Aim of the exercise: Some of the lines below need repeating. Reproduce exactly those between the lines holding "shows it. Unselected" and "pub fn text_parts(&self)", inclusive.

Data shown:

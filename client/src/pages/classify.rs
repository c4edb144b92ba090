//! Standalone image classifier page.

use intake::UploadSession;
use leptos::prelude::*;

use crate::components::upload_widget::{UploadState, UploadWidget};

#[component]
pub fn ClassifyPage() -> impl IntoView {
    let session: UploadState = RwSignal::new_local(UploadSession::new());

    view! {
        <div class="classify-page">
            <h1 class="title">"Image Type Classifier"</h1>
            <UploadWidget session=session/>
        </div>
    }
}
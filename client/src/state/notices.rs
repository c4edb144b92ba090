//! The user-facing notice channel.
//!
//! DESIGN
//! ======
//! One notice is shown at a time and a newer one replaces it; this is a
//! dismiss-to-continue banner, not a toast queue.

#[cfg(test)]
#[path = "notices_test.rs"]
mod notices_test;

use intake::Notice;

/// Latest notice raised by any component.
#[derive(Clone, Debug, Default)]
pub struct NoticeState {
    current: Option<Notice>,
    raised: u64,
}

impl NoticeState {
    /// Show `notice`, replacing whatever was on screen.
    pub fn push(&mut self, notice: Notice) {
        self.current = Some(notice);
        self.raised += 1;
    }

    pub fn dismiss(&mut self) {
        self.current = None;
    }

    pub fn current(&self) -> Option<&Notice> {
        self.current.as_ref()
    }

    /// Count of notices raised so far, dismissed or not.
    pub fn raised(&self) -> u64 {
        self.raised
    }
}
//! Hostel fault-report page: header with the account menu, then the form.

use intake::ReportForm;
use leptos::prelude::*;

use crate::components::account_menu::AccountMenu;
use crate::components::fault_report_form::FaultReportForm;

#[component]
pub fn ReportPage() -> impl IntoView {
    let form = RwSignal::new(ReportForm::new());

    view! {
        <div class="report-page">
            <header class="header">
                <div class="logo-section">
                    <div class="logo">"BIT"</div>
                </div>
                <h1 class="title">"Hostel Fault Reporting Portal"</h1>
                <AccountMenu form=form initials="AS"/>
            </header>
            <FaultReportForm form=form/>
        </div>
    }
}
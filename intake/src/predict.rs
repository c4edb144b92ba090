//! Wire contract for the remote image classifier.
//!
//! `POST /predict` takes a single multipart part named `file` and answers a
//! 2xx JSON body carrying a `label`. Any other fields (the classifier also
//! returns `confidence` and `steps`) are ignored. Non-2xx bodies are never
//! parsed.

#[cfg(test)]
#[path = "predict_test.rs"]
mod predict_test;

use serde::Deserialize;

/// Fixed relative endpoint of the classifier.
pub const PREDICT_ENDPOINT: &str = "/predict";

/// Multipart field name carrying the image bytes.
pub const PREDICT_FILE_FIELD: &str = "file";

/// Why a prediction request did not produce a label.
#[derive(Clone, Debug, PartialEq, Eq, thiserror::Error)]
pub enum PredictError {
    /// The server answered with a non-2xx status.
    #[error("server error (HTTP {0})")]
    Status(u16),
    /// The request never produced a response.
    #[error("network error: {0}")]
    Transport(String),
    /// The 2xx body was not the expected JSON object.
    #[error("invalid response: {0}")]
    Decode(String),
    /// The 2xx body parsed but carried no `label`.
    #[error("response did not include a label")]
    MissingLabel,
}

/// A successful classification.
#[derive(Clone, Debug, PartialEq, Eq)]
pub struct Prediction {
    pub label: String,
}

#[derive(Debug, Deserialize)]
struct PredictResponse {
    label: Option<String>,
}

/// Map an HTTP status onto the success/failure split of the contract.
///
/// # Errors
///
/// Returns [`PredictError::Status`] for anything outside `200..=299`.
pub fn check_status(status: u16) -> Result<(), PredictError> {
    if (200..300).contains(&status) {
        Ok(())
    } else {
        Err(PredictError::Status(status))
    }
}

/// Parse a 2xx response body into a [`Prediction`].
///
/// The label is taken verbatim. A body without a string `label` is a
/// malformed response and is reported as a failure rather than rendered
/// empty.
///
/// # Errors
///
/// Returns [`PredictError::Decode`] when the body is not a JSON object with
/// an optional string `label`, and [`PredictError::MissingLabel`] when the
/// field is absent or null.
pub fn parse_prediction(body: &[u8]) -> Result<Prediction, PredictError> {
    let response: PredictResponse =
        serde_json::from_slice(body).map_err(|e| PredictError::Decode(e.to_string()))?;
    let label = response.label.ok_or(PredictError::MissingLabel)?;
    Ok(Prediction { label })
}
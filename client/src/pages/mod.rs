//! Page modules for route-level screens.
//!
//! ARCHITECTURE
//! ============
//! Each page creates the state its components bind to and passes it down as
//! props; the two pages share nothing but the notice channel.

pub mod classify;
pub mod report;
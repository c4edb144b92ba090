//! Fault-report form state.
//!
//! DESIGN
//! ======
//! [`ReportForm`] owns a [`ReportDraft`] and is the only thing that mutates
//! it. Submission is local: a valid draft is handed back to the caller as a
//! [`Report`] and the form resets. Wiring a report to a backend is the
//! caller's business (see [`Report::text_parts`] for the multipart layout the
//! CLI uses).
//!
//! STATE MACHINE
//! =============
//! `Editing -> Editing` when validation fails (fields kept) and
//! `Editing -> Submitted -> Editing` when it passes (fields cleared).

#[cfg(test)]
#[path = "report_test.rs"]
mod report_test;

use serde::Serialize;

use crate::attachment::{Attachment, DecodeError};
use crate::notice::Notice;

pub const REQUIRED_FIELDS_MESSAGE: &str = "Please fill in all required fields.";
pub const SUBMITTED_MESSAGE: &str = "Feedback submitted successfully!";
pub const LOGGED_OUT_MESSAGE: &str = "Logged out successfully!";

/// Hostel a fault is reported for.
#[derive(Clone, Copy, Debug, PartialEq, Eq, Hash, Serialize)]
#[serde(rename_all = "lowercase")]
pub enum Hostel {
    Sapphire,
    Pearl,
    Emerald,
    Diamond,
    Ruby,
    Coral,
}

impl Hostel {
    pub const ALL: [Self; 6] = [
        Self::Sapphire,
        Self::Pearl,
        Self::Emerald,
        Self::Diamond,
        Self::Ruby,
        Self::Coral,
    ];

    /// Option value as submitted by the form.
    #[must_use]
    pub fn as_str(self) -> &'static str {
        match self {
            Self::Sapphire => "sapphire",
            Self::Pearl => "pearl",
            Self::Emerald => "emerald",
            Self::Diamond => "diamond",
            Self::Ruby => "ruby",
            Self::Coral => "coral",
        }
    }

    /// Display text for the option.
    #[must_use]
    pub fn label(self) -> &'static str {
        match self {
            Self::Sapphire => "Sapphire",
            Self::Pearl => "Pearl",
            Self::Emerald => "Emerald",
            Self::Diamond => "Diamond",
            Self::Ruby => "Ruby",
            Self::Coral => "Coral",
        }
    }

    #[must_use]
    pub fn parse(value: &str) -> Option<Self> {
        Self::ALL.into_iter().find(|h| h.as_str() == value)
    }
}

/// Kind of fault being reported.
#[derive(Clone, Copy, Debug, PartialEq, Eq, Hash, Serialize)]
#[serde(rename_all = "camelCase")]
pub enum Category {
    Electrical,
    Carpenter,
    Restroom,
    RoomWork,
    Vending,
    Plumbing,
    Other,
}

impl Category {
    pub const ALL: [Self; 7] = [
        Self::Electrical,
        Self::Carpenter,
        Self::Restroom,
        Self::RoomWork,
        Self::Vending,
        Self::Plumbing,
        Self::Other,
    ];

    #[must_use]
    pub fn as_str(self) -> &'static str {
        match self {
            Self::Electrical => "electrical",
            Self::Carpenter => "carpenter",
            Self::Restroom => "restroom",
            Self::RoomWork => "roomWork",
            Self::Vending => "vending",
            Self::Plumbing => "plumbing",
            Self::Other => "other",
        }
    }

    #[must_use]
    pub fn label(self) -> &'static str {
        match self {
            Self::Electrical => "Electrical",
            Self::Carpenter => "Carpenter",
            Self::Restroom => "Restroom",
            Self::RoomWork => "Room Work",
            Self::Vending => "Vending Machine",
            Self::Plumbing => "Plumbing",
            Self::Other => "Other",
        }
    }

    #[must_use]
    pub fn parse(value: &str) -> Option<Self> {
        Self::ALL.into_iter().find(|c| c.as_str() == value)
    }
}

/// Required scalar fields of the report. The optional image is set through
/// [`ReportForm::attach_image`] instead.
#[derive(Clone, Copy, Debug, PartialEq, Eq, Hash, Serialize)]
pub enum FieldId {
    RollNumber,
    Name,
    Hostel,
    RoomNo,
    Category,
    Queries,
}

impl FieldId {
    pub const ALL: [Self; 6] = [
        Self::RollNumber,
        Self::Name,
        Self::Hostel,
        Self::RoomNo,
        Self::Category,
        Self::Queries,
    ];

    /// Element id / multipart part name for the field.
    #[must_use]
    pub fn dom_id(self) -> &'static str {
        match self {
            Self::RollNumber => "rollNumber",
            Self::Name => "name",
            Self::Hostel => "hostel",
            Self::RoomNo => "roomNo",
            Self::Category => "categories",
            Self::Queries => "queries",
        }
    }

    #[must_use]
    pub fn from_dom_id(id: &str) -> Option<Self> {
        Self::ALL.into_iter().find(|f| f.dom_id() == id)
    }

    /// Placeholder / prompt text.
    #[must_use]
    pub fn label(self) -> &'static str {
        match self {
            Self::RollNumber => "Roll number",
            Self::Name => "Name",
            Self::Hostel => "Select your hostel",
            Self::RoomNo => "Room no",
            Self::Category => "Select your category",
            Self::Queries => "Describe your queries...",
        }
    }
}

/// Rejected field update.
#[derive(Clone, Debug, PartialEq, Eq, thiserror::Error)]
pub enum FieldError {
    #[error("`{value}` is not a valid option for {}", .field.dom_id())]
    UnknownOption { field: FieldId, value: String },
}

/// Unsubmitted form contents.
#[derive(Clone, Debug, Default, PartialEq, Eq)]
pub struct ReportDraft {
    pub roll_number: String,
    pub name: String,
    pub hostel: Option<Hostel>,
    pub room_no: String,
    pub category: Option<Category>,
    pub queries: String,
    pub image: Option<Attachment>,
}

impl ReportDraft {
    /// Current value of a field as the form control shows it. Unselected
    /// options read as `""`.
    #[must_use]
    pub fn field_value(&self, field: FieldId) -> &str {
        match field {
            FieldId::RollNumber => &self.roll_number,
            FieldId::Name => &self.name,
            FieldId::Hostel => self.hostel.map_or("", Hostel::as_str),
            FieldId::RoomNo => &self.room_no,
            FieldId::Category => self.category.map_or("", Category::as_str),
            FieldId::Queries => &self.queries,
        }
    }

    /// Required fields that are blank or unselected, in form order.
    #[must_use]
    pub fn missing_fields(&self) -> Vec<FieldId> {
        FieldId::ALL
            .into_iter()
            .filter(|field| self.field_value(*field).trim().is_empty())
            .collect()
    }

    fn into_report(self, hostel: Hostel, category: Category) -> Report {
        Report {
            roll_number: self.roll_number,
            name: self.name,
            hostel,
            room_no: self.room_no,
            category,
            queries: self.queries,
            image: self.image,
        }
    }
}

/// A draft that passed validation.
#[derive(Clone, Debug, PartialEq, Eq, Serialize)]
#[serde(rename_all = "camelCase")]
pub struct Report {
    pub roll_number: String,
    pub name: String,
    pub hostel: Hostel,
    pub room_no: String,
    #[serde(rename = "categories")]
    pub category: Category,
    pub queries: String,
    #[serde(skip)]
    pub image: Option<Attachment>,
}

impl Report {
    /// Text parts of the multipart body a report collaborator receives. The
    /// image, when present, travels as an extra file part named `image`.
    #[must_use]
    pub fn text_parts(&self) -> Vec<(&'static str, String)> {
        vec![
            (FieldId::RollNumber.dom_id(), self.roll_number.clone()),
            (FieldId::Name.dom_id(), self.name.clone()),
            (FieldId::Hostel.dom_id(), self.hostel.as_str().to_owned()),
            (FieldId::RoomNo.dom_id(), self.room_no.clone()),
            (FieldId::Category.dom_id(), self.category.as_str().to_owned()),
            (FieldId::Queries.dom_id(), self.queries.clone()),
        ]
    }
}

/// Result of [`ReportForm::submit`].
#[derive(Clone, Debug, PartialEq, Eq)]
pub enum SubmitOutcome {
    /// Validation failed; the draft is untouched.
    Rejected { missing: Vec<FieldId> },
    /// Validation passed; the form has been reset.
    Submitted(Box<Report>),
}

impl SubmitOutcome {
    #[must_use]
    pub fn notice(&self) -> Notice {
        match self {
            Self::Rejected { .. } => Notice::warning(REQUIRED_FIELDS_MESSAGE),
            Self::Submitted(_) => Notice::success(SUBMITTED_MESSAGE),
        }
    }
}

/// The fault-report form: draft plus the account dropdown beside it.
#[derive(Clone, Debug, Default)]
pub struct ReportForm {
    draft: ReportDraft,
    menu_open: bool,
    image_generation: u64,
}

/// Identifies one image pick; see [`ReportForm::begin_image`].
#[derive(Clone, Copy, Debug, PartialEq, Eq)]
pub struct ImageTicket(u64);

impl ReportForm {
    #[must_use]
    pub fn new() -> Self {
        Self::default()
    }

    #[must_use]
    pub fn draft(&self) -> &ReportDraft {
        &self.draft
    }

    /// Set one scalar field. Select fields take their option value; `""`
    /// clears the selection.
    ///
    /// # Errors
    ///
    /// Returns [`FieldError::UnknownOption`] for a select value outside the
    /// fixed option set; the draft is left unchanged.
    pub fn update_field(&mut self, field: FieldId, value: impl Into<String>) -> Result<(), FieldError> {
        let value = value.into();
        match field {
            FieldId::RollNumber => self.draft.roll_number = value,
            FieldId::Name => self.draft.name = value,
            FieldId::RoomNo => self.draft.room_no = value,
            FieldId::Queries => self.draft.queries = value,
            FieldId::Hostel => self.draft.hostel = parse_option(field, &value, Hostel::parse)?,
            FieldId::Category => {
                self.draft.category = parse_option(field, &value, Category::parse)?;
            }
        }
        Ok(())
    }

    /// Set or clear the optional image. Supersedes any pick still being
    /// read.
    pub fn attach_image(&mut self, image: Option<Attachment>) {
        self.image_generation += 1;
        self.draft.image = image;
    }

    /// Start reading a newly picked image. The previous image is dropped
    /// straight away since the input no longer holds it.
    pub fn begin_image(&mut self) -> ImageTicket {
        self.attach_image(None);
        ImageTicket(self.image_generation)
    }

    /// Deliver the read started by `ticket`. Returns `true` when the image
    /// was attached. A read that fails, or that lands after a newer pick or
    /// a successful submit, attaches nothing.
    pub fn finish_image(
        &mut self,
        ticket: ImageTicket,
        image: Result<Attachment, DecodeError>,
    ) -> bool {
        if ticket.0 != self.image_generation {
            return false;
        }
        match image {
            Ok(image) => {
                self.draft.image = Some(image);
                true
            }
            Err(_) => false,
        }
    }

    /// Name of the attached image, for the upload label.
    #[must_use]
    pub fn selected_file_name(&self) -> Option<&str> {
        self.draft.image.as_ref().map(|image| image.file_name.as_str())
    }

    /// Validate and, when every required field is present, hand back the
    /// report and reset the draft.
    pub fn submit(&mut self) -> SubmitOutcome {
        let missing = self.draft.missing_fields();
        let (true, Some(hostel), Some(category)) =
            (missing.is_empty(), self.draft.hostel, self.draft.category)
        else {
            return SubmitOutcome::Rejected { missing };
        };
        let report = std::mem::take(&mut self.draft).into_report(hostel, category);
        self.image_generation += 1;
        SubmitOutcome::Submitted(Box::new(report))
    }

    #[must_use]
    pub fn menu_open(&self) -> bool {
        self.menu_open
    }

    pub fn toggle_account_menu(&mut self) {
        self.menu_open = !self.menu_open;
    }

    /// Logout stub. No credentials exist to clear.
    #[must_use]
    pub fn logout(&self) -> Notice {
        Notice::info(LOGGED_OUT_MESSAGE)
    }
}

fn parse_option<T>(
    field: FieldId,
    value: &str,
    parse: impl Fn(&str) -> Option<T>,
) -> Result<Option<T>, FieldError> {
    if value.is_empty() {
        return Ok(None);
    }
    parse(value).map(Some).ok_or_else(|| FieldError::UnknownOption {
        field,
        value: value.to_owned(),
    })
}
//! Image prediction widget bound to an `intake::UploadSession`.

use intake::UploadSession;
use leptos::prelude::*;
use leptos::reactive::owner::LocalStorage;

use crate::state::notices::NoticeState;
use crate::util::file::{PickedFile, picked_file, read_picked};

/// Upload state over browser file handles. `File` is not `Send`, so the
/// signal lives in local storage.
pub type UploadState = RwSignal<UploadSession<PickedFile>, LocalStorage>;

/// Pick an image, preview it, send it to `POST /predict`, show the label.
#[component]
pub fn UploadWidget(session: UploadState) -> impl IntoView {
    let notices = expect_context::<RwSignal<NoticeState>>();

    let on_file_change = move |ev: leptos::ev::Event| {
        let Some(file) = picked_file(&ev) else {
            log::debug!("picker emptied");
            session.update(UploadSession::clear_selection);
            return;
        };
        let Some(ticket) = session.try_update(|s| s.begin_selection(file.clone())) else {
            return;
        };
        leptos::task::spawn_local(async move {
            let name = file.name();
            let result = read_picked(&file).await.map(|image| image.data_uri());
            if let Err(err) = &result {
                log::debug!("no preview for {name}: {err}");
            }
            let applied = session
                .try_update(|s| s.finish_selection(ticket, result))
                .unwrap_or(false);
            if !applied {
                log::debug!("preview for {name} not applied");
            }
        });
    };

    let on_predict = move |_| {
        let ticket = match session.try_update(UploadSession::begin_submit) {
            Some(Ok(ticket)) => ticket,
            Some(Err(rejected)) => {
                if let Some(notice) = rejected.notice() {
                    notices.update(|state| state.push(notice));
                }
                return;
            }
            None => return,
        };
        log::debug!("predicting {}", ticket.file().name());
        leptos::task::spawn_local(async move {
            let result = crate::net::api::predict(ticket.file()).await;
            match &result {
                Ok(prediction) => log::info!("prediction: {}", prediction.label),
                Err(err) => log::warn!("prediction failed: {err}"),
            }
            if let Some(notice) = session.try_update(|s| s.finish_submit(&ticket, result)).flatten() {
                notices.update(|state| state.push(notice));
            }
        });
    };

    let trigger = move || session.with(UploadSession::trigger);
    let preview = move || session.with(|s| s.preview().map(ToOwned::to_owned));
    let result_label = move || session.with(|s| s.result_label().unwrap_or_default().to_owned());

    view! {
        <section class="upload-widget">
            <input type="file" id="fileInput" accept="image/*" on:change=on_file_change/>
            <button
                id="uploadBtn"
                class="btn btn--primary"
                disabled=move || !trigger().enabled
                on:click=on_predict
            >
                {move || trigger().label}
            </button>
            <div id="preview" class="upload-widget__preview">
                {move || preview().map(|src| view! { <img src=src alt="Selected image"/> })}
            </div>
            <div
                id="result"
                class="upload-widget__result"
                hidden=move || !session.with(UploadSession::result_visible)
            >
                <span class="upload-widget__result-title">"Prediction: "</span>
                <span id="label">{result_label}</span>
            </div>
        </section>
    }
}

Reply to the task:
    /// Current value of a field as the form control shows it. Unselected
    /// options read as `""`.
    #[must_use]
    pub fn field_value(&self, field: FieldId) -> &str {
        match field {
            FieldId::RollNumber => &self.roll_number,
            FieldId::Name => &self.name,
            FieldId::Hostel => self.hostel.map_or("", Hostel::as_str),
            FieldId::RoomNo => &self.room_no,
            FieldId::Category => self.category.map_or("", Category::as_str),
            FieldId::Queries => &self.queries,
        }
    }

    /// Required fields that are blank or unselected, in form order.
    #[must_use]
    pub fn missing_fields(&self) -> Vec<FieldId> {
        FieldId::ALL
            .into_iter()
            .filter(|field| self.field_value(*field).trim().is_empty())
            .collect()
    }

    fn into_report(self, hostel: Hostel, category: Category) -> Report {
        Report {
            roll_number: self.roll_number,
            name: self.name,
            hostel,
            room_no: self.room_no,
            category,
            queries: self.queries,
            image: self.image,
        }
    }
}

/// A draft that passed validation.
#[derive(Clone, Debug, PartialEq, Eq, Serialize)]
#[serde(rename_all = "camelCase")]
pub struct Report {
    pub roll_number: String,
    pub name: String,
    pub hostel: Hostel,
    pub room_no: String,
    #[serde(rename = "categories")]
    pub category: Category,
    pub queries: String,
    #[serde(skip)]
    pub image: Option<Attachment>,
}

impl Report {
    /// Text parts of the multipart body a report collaborator receives. The
    /// image, when present, travels as an extra file part named `image`.
    #[must_use]
    pub fn text_parts(&self) -> Vec<(&'static str, String)> {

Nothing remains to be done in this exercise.